Stored items:
---

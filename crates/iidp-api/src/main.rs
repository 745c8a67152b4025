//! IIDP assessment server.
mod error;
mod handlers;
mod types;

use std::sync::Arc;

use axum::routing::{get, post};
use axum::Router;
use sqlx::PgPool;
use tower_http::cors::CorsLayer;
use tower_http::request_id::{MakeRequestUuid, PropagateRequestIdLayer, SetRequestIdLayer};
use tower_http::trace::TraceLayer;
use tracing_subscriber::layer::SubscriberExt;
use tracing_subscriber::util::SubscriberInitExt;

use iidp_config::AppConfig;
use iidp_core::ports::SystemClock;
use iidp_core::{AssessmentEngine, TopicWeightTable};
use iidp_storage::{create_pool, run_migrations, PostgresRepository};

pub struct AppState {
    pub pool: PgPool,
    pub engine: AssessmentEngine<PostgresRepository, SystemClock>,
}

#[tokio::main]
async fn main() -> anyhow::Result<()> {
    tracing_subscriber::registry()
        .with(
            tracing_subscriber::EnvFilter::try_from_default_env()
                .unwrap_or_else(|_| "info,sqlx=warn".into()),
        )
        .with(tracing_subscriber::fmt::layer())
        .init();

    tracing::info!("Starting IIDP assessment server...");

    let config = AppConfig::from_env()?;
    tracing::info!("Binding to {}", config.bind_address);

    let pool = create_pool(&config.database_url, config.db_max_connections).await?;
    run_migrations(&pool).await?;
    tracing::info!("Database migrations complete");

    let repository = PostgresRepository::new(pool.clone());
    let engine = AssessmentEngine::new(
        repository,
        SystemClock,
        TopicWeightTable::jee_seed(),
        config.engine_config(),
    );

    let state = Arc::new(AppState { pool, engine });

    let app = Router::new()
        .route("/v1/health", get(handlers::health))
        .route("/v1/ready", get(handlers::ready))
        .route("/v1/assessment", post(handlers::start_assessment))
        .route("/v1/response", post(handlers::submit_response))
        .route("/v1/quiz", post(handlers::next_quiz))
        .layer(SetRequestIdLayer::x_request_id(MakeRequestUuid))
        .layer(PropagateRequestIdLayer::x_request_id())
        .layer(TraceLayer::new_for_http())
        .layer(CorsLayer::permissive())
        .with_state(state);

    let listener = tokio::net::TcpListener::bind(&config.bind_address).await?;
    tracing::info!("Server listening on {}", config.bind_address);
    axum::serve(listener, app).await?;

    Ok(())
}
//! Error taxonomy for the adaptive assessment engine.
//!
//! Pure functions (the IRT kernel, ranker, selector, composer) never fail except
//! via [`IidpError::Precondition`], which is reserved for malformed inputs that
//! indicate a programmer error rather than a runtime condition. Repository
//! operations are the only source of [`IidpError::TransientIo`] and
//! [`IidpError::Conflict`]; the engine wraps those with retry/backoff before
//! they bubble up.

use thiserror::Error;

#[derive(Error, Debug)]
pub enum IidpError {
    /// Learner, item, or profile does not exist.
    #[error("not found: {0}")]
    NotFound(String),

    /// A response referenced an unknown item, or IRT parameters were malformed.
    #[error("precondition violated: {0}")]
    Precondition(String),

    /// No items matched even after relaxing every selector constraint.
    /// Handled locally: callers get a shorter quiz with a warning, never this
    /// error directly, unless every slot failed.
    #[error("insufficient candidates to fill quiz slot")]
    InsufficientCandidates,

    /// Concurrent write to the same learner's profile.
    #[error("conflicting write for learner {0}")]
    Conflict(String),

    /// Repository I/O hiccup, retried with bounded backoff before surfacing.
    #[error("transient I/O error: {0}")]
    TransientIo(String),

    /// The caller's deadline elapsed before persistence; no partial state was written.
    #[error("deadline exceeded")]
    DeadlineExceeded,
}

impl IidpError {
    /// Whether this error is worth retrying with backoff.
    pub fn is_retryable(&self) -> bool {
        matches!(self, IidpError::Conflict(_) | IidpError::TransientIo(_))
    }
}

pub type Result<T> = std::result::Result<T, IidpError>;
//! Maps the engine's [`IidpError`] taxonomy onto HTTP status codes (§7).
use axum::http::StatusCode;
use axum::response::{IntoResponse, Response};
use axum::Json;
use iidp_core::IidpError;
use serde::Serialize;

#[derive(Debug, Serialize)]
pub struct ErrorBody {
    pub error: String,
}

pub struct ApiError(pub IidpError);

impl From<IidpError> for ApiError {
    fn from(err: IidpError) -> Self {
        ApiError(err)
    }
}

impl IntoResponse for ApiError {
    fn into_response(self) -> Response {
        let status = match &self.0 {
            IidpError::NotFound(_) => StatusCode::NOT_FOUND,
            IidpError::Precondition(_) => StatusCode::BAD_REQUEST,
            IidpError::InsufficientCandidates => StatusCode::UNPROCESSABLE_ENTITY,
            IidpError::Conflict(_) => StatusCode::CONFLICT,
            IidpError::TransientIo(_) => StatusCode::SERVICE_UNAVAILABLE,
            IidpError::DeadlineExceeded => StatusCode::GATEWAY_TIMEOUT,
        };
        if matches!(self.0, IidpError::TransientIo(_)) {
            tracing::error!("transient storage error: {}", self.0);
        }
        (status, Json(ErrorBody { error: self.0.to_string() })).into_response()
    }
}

---

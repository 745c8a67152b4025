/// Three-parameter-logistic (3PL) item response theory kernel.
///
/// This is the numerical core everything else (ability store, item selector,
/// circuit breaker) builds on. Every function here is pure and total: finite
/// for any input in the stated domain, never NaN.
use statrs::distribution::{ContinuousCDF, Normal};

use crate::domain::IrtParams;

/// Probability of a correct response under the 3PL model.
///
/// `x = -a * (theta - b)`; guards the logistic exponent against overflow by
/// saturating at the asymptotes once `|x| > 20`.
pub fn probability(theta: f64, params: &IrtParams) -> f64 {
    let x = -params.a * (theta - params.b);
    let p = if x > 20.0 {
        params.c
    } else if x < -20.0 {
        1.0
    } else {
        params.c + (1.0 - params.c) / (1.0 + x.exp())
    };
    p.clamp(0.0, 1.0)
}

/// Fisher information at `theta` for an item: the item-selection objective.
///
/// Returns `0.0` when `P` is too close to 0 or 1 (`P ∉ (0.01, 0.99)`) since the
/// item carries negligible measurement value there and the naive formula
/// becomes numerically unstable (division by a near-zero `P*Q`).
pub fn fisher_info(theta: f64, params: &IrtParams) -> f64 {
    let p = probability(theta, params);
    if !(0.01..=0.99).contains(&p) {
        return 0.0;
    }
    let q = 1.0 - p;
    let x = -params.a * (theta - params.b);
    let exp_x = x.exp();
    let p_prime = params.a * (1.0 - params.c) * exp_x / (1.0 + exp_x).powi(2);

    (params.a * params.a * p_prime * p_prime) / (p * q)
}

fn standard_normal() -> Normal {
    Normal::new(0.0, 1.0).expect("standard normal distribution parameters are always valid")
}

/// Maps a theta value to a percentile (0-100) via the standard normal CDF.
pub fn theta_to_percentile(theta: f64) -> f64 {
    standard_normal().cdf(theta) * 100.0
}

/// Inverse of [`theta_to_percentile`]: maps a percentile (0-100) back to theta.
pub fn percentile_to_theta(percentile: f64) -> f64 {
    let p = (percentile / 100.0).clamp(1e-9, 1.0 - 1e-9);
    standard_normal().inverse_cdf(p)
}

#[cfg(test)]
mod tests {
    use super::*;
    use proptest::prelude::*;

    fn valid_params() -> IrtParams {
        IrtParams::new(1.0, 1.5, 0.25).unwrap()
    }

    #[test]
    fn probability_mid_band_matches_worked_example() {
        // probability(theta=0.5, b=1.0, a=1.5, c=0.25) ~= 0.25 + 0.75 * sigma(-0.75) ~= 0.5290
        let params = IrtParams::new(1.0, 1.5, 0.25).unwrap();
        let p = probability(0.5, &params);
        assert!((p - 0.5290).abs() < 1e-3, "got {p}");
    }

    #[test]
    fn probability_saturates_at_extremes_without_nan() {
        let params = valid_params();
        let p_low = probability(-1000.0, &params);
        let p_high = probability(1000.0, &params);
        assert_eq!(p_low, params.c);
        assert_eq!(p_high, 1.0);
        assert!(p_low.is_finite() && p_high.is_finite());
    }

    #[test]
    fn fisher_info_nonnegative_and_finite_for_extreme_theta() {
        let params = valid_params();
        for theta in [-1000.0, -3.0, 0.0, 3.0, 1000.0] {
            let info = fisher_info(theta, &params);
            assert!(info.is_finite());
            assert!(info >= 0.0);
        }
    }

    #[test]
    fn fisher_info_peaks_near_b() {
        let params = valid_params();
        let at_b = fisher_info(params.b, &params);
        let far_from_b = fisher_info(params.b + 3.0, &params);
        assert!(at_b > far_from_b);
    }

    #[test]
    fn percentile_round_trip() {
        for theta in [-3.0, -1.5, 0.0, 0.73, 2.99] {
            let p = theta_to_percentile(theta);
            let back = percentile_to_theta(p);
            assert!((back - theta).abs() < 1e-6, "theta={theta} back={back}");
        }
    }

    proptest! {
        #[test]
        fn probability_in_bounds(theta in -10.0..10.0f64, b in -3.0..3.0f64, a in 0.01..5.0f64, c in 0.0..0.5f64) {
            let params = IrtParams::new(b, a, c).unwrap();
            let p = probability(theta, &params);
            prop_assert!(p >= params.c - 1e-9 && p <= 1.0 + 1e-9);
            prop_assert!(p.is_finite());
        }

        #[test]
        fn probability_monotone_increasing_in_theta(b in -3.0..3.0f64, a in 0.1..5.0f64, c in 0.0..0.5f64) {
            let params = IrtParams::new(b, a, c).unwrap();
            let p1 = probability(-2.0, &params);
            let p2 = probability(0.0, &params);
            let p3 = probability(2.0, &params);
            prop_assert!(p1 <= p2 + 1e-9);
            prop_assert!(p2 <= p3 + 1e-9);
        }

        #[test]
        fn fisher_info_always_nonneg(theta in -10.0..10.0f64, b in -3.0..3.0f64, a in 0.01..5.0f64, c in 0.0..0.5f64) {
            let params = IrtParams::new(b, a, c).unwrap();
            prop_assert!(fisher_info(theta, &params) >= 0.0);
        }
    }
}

---

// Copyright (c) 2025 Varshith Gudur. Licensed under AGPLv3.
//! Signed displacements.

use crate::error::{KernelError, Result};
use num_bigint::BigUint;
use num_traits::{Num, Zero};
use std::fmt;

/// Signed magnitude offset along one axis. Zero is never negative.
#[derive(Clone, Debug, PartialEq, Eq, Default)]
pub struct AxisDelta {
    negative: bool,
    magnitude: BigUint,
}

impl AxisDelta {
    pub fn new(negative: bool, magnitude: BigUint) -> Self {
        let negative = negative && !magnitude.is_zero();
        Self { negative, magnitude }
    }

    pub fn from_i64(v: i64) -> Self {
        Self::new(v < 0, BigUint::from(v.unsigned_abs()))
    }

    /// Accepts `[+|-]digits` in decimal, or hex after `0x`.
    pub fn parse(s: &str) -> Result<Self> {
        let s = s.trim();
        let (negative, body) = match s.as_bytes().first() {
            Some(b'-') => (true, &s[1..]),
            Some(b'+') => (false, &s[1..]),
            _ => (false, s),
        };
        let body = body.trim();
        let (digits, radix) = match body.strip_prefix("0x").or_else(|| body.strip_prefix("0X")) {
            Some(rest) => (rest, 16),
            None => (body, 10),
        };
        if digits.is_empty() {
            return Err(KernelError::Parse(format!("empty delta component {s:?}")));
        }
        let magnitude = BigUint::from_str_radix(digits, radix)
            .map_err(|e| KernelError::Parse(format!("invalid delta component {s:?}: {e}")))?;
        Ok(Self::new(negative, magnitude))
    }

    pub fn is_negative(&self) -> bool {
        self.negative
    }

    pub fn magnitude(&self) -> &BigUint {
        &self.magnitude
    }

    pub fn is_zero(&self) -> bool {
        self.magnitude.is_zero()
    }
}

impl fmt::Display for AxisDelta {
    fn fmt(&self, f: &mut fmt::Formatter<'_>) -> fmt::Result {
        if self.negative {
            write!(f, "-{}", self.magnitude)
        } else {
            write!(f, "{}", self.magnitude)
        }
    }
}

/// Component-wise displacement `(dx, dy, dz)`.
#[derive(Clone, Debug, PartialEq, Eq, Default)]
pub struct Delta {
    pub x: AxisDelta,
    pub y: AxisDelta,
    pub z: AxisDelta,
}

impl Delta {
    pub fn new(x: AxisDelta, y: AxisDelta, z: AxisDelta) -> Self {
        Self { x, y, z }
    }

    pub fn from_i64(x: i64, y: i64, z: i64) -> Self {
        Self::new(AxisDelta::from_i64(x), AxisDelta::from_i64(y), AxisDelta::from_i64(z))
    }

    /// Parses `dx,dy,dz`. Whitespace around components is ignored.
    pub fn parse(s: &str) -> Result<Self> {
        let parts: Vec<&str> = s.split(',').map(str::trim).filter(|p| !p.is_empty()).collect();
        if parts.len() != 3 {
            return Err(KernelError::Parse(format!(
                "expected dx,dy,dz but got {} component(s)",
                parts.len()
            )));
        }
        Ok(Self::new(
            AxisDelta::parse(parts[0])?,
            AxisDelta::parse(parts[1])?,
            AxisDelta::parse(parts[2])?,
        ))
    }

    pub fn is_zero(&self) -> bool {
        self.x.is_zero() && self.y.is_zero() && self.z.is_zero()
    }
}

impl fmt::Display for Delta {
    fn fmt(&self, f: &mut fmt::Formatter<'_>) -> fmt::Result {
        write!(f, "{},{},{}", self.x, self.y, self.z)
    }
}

---

What lines in the data above contain the word "BigUint"? Copy them all.

use num_bigint::BigUint;
    magnitude: BigUint,
    pub fn new(negative: bool, magnitude: BigUint) -> Self {
        Self::new(v < 0, BigUint::from(v.unsigned_abs()))
        let magnitude = BigUint::from_str_radix(digits, radix)
    pub fn magnitude(&self) -> &BigUint {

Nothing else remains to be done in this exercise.